The records:
┌──
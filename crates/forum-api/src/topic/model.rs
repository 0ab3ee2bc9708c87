use std::borrow::Cow;

use chrono::{DateTime, Utc};
use forum_db::{
    models::{TopicStatus, TopicWithCourse},
    page::{DEFAULT_PAGE_SIZE, MAX_PAGE_SIZE, PageRequest, SortDirection, SortField},
};
use serde::{Deserialize, Serialize};
use validator::{Validate, ValidationError, ValidationErrors};

use crate::error::ApiError;

/// Topic as shown in listings and returned by writes
#[derive(Debug, Clone, PartialEq, Eq, Serialize, Deserialize)]
#[serde(rename_all = "camelCase")]
pub struct TopicSummary {
    pub id: i64,
    pub title: String,
    pub message: String,
    pub creation_date: DateTime<Utc>,
    pub status: TopicStatus,
    pub course_name: String,
}

impl From<TopicWithCourse> for TopicSummary {
    fn from(topic: TopicWithCourse) -> Self {
        Self {
            id: topic.id,
            title: topic.title,
            message: topic.message,
            creation_date: topic.created_at,
            status: topic.status,
            course_name: topic.course_name,
        }
    }
}

/// Full topic view including the course category
#[derive(Debug, Clone, PartialEq, Eq, Serialize, Deserialize)]
#[serde(rename_all = "camelCase")]
pub struct TopicDetail {
    pub id: i64,
    pub title: String,
    pub message: String,
    pub creation_date: DateTime<Utc>,
    pub status: TopicStatus,
    pub course_name: String,
    pub course_category: String,
}

impl From<TopicWithCourse> for TopicDetail {
    fn from(topic: TopicWithCourse) -> Self {
        Self {
            id: topic.id,
            title: topic.title,
            message: topic.message,
            creation_date: topic.created_at,
            status: topic.status,
            course_name: topic.course_name,
            course_category: topic.course_category,
        }
    }
}

/// Body of `POST /topicos`.
///
/// Missing text fields deserialize as empty strings so they are reported by
/// validation instead of being rejected by the JSON extractor.
#[derive(Debug, Clone, Default, Deserialize, Validate)]
#[serde(rename_all = "camelCase")]
pub struct TopicForm {
    #[serde(default)]
    #[validate(length(min = 1, max = 255, message = "must be between 1 and 255 characters"))]
    pub title: String,
    #[serde(default)]
    #[validate(length(min = 1, message = "must not be empty"))]
    pub message: String,
    pub course_id: Option<i64>,
}

/// A create request that passed validation
#[derive(Debug, Clone, PartialEq, Eq)]
pub struct ValidTopicForm {
    pub title: String,
    pub message: String,
    pub course_id: i64,
}

impl TopicForm {
    /// Check every field, reporting all failures at once
    pub fn into_valid(self) -> Result<ValidTopicForm, ValidationErrors> {
        let mut errors = self.validate().err().unwrap_or_default();

        if self.course_id.is_none() {
            let mut error = ValidationError::new("required");
            error.message = Some(Cow::from("must not be null"));
            errors.add("courseId", error);
        }

        match self.course_id {
            Some(course_id) if errors.is_empty() => Ok(ValidTopicForm {
                title: self.title,
                message: self.message,
                course_id,
            }),
            _ => Err(errors),
        }
    }
}

/// Body of `PUT /topicos/{id}`
#[derive(Debug, Clone, Default, Deserialize, Validate)]
#[serde(rename_all = "camelCase")]
pub struct UpdateTopicForm {
    #[serde(default)]
    #[validate(length(min = 1, max = 255, message = "must be between 1 and 255 characters"))]
    pub title: String,
    #[serde(default)]
    #[validate(length(min = 1, message = "must not be empty"))]
    pub message: String,
}

/// Query string of `GET /topicos`, e.g. `?courseName=Spring+Boot&page=0&size=10&sort=title,asc`
#[derive(Debug, Clone, Default, Deserialize)]
#[serde(rename_all = "camelCase")]
pub struct ListParams {
    pub course_name: Option<String>,
    pub page: Option<u32>,
    pub size: Option<u32>,
    /// `field` or `field,direction`
    pub sort: Option<String>,
}

impl ListParams {
    pub fn page_request(&self) -> Result<PageRequest, ApiError> {
        let size = self.size.unwrap_or(DEFAULT_PAGE_SIZE);
        if size == 0 {
            return Err(ApiError::BadRequest(
                "Page size must be greater than zero".to_string(),
            ));
        }

        let (sort, direction) = match self.sort.as_deref() {
            None | Some("") => (SortField::default(), SortDirection::default()),
            Some(sort) => parse_sort(sort)?,
        };

        Ok(PageRequest::new(
            self.page.unwrap_or(0),
            size.min(MAX_PAGE_SIZE),
            sort,
            direction,
        ))
    }
}

fn parse_sort(sort: &str) -> Result<(SortField, SortDirection), ApiError> {
    let mut parts = sort.split(',').map(str::trim);
    let field_name = parts.next().unwrap_or_default();

    let field = SortField::parse(field_name).ok_or_else(|| {
        ApiError::BadRequest(format!(
            "Invalid sort field: '{field_name}'. Must be one of: id, title, creationDate, status"
        ))
    })?;

    let direction = match parts.next() {
        None => SortDirection::default(),
        Some(value) => SortDirection::parse(value).ok_or_else(|| {
            ApiError::BadRequest(format!(
                "Invalid sort direction: '{value}'. Must be 'asc' or 'desc'"
            ))
        })?,
    };

    if parts.next().is_some() {
        return Err(ApiError::BadRequest(format!(
            "Invalid sort: '{sort}'. Expected 'field' or 'field,direction'"
        )));
    }

    Ok((field, direction))
}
└──
Brief: Each line of the listing that contains the word "ListParams" must be copied.

Completed task:
pub struct ListParams {
impl ListParams {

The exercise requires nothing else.